--- Input data ---
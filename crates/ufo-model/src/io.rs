//! Model files: the symbol declarations and raw vertex table of one UFO export.

use std::fs;
use std::path::Path;

use serde::{Deserialize, Serialize};
use tracing::debug;
use ufo_core::errors::{ErrorInfo, UfoError};
use ufo_core::SchemaVersion;

use crate::config::RegistryConfig;
use crate::record::RawVertex;
use crate::registry::{LoadReport, Registry};
use crate::serde::{from_json_slice, serde_error};
use crate::symbols::{CouplingInfo, LorentzInfo, ParticleInfo, SymbolTables};

#[derive(Debug, Clone, Default, PartialEq, Eq, Serialize, Deserialize)]
pub struct ModelFile {
    #[serde(default)]
    pub schema_version: SchemaVersion,
    #[serde(default)]
    pub particles: Vec<ParticleInfo>,
    #[serde(default)]
    pub lorentz: Vec<LorentzInfo>,
    #[serde(default)]
    pub couplings: Vec<CouplingInfo>,
    #[serde(default)]
    pub vertices: Vec<RawVertex>,
}

impl ModelFile {
    pub fn from_json_slice(data: &[u8]) -> Result<Self, UfoError> {
        let model: Self = from_json_slice(data)?;
        model.check_schema()
    }

    pub fn to_json(&self) -> Result<String, UfoError> {
        serde_json::to_string_pretty(self).map_err(|err| serde_error("json-encode", err))
    }

    /// Compact binary encoding for caching a parsed export between runs.
    pub fn to_bytes(&self) -> Result<Vec<u8>, UfoError> {
        bincode::serialize(self).map_err(|err| serde_error("serialize-bytes", err))
    }

    pub fn from_bytes(bytes: &[u8]) -> Result<Self, UfoError> {
        let model: Self =
            bincode::deserialize(bytes).map_err(|err| serde_error("deserialize-bytes", err))?;
        model.check_schema()
    }

    /// Reads a model file; `.bin` paths are decoded as binary, anything else as JSON.
    pub fn from_path(path: impl AsRef<Path>) -> Result<Self, UfoError> {
        let path = path.as_ref();
        let bytes = fs::read(path).map_err(|err| {
            UfoError::Serde(
                ErrorInfo::new("model-io", err.to_string())
                    .with_context("path", path.display()),
            )
        })?;
        debug!(path = %path.display(), bytes = bytes.len(), "read model file");
        let decoded = match path.extension().and_then(|ext| ext.to_str()) {
            Some("bin") => Self::from_bytes(&bytes),
            _ => Self::from_json_slice(&bytes),
        };
        decoded.map_err(|err| err.with_context("path", path.display()))
    }

    fn check_schema(self) -> Result<Self, UfoError> {
        if !self.schema_version.is_compatible() {
            return Err(UfoError::Serde(
                ErrorInfo::new("schema-version", "unsupported model file schema")
                    .with_context("found", self.schema_version)
                    .with_context("supported", SchemaVersion::current()),
            ));
        }
        Ok(self)
    }

    pub fn symbols(&self) -> SymbolTables {
        let mut symbols = SymbolTables::new();
        symbols.declare_all(
            self.particles.iter().cloned(),
            self.lorentz.iter().cloned(),
            self.couplings.iter().cloned(),
        );
        symbols
    }

    /// Declares every symbol, then loads the vertex table.
    pub fn into_registry(self, config: RegistryConfig) -> (Registry, LoadReport) {
        let mut registry = Registry::with_symbols(config, self.symbols());
        let report = registry.load(self.vertices);
        (registry, report)
    }

    /// Captures a loaded registry, symbols included, as a model file.
    pub fn from_registry(registry: &Registry) -> Result<Self, UfoError> {
        let symbols = registry.symbols();
        Ok(Self {
            schema_version: SchemaVersion::current(),
            particles: symbols.particles.iter().map(|(_, info)| info.clone()).collect(),
            lorentz: symbols.lorentz.iter().map(|(_, info)| info.clone()).collect(),
            couplings: symbols.couplings.iter().map(|(_, info)| info.clone()).collect(),
            vertices: registry.export()?,
        })
    }
}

--- About this exercise ---
List every line above that contains the word "current".

--- Final answer ---
                    .with_context("supported", SchemaVersion::current()),
            schema_version: SchemaVersion::current(),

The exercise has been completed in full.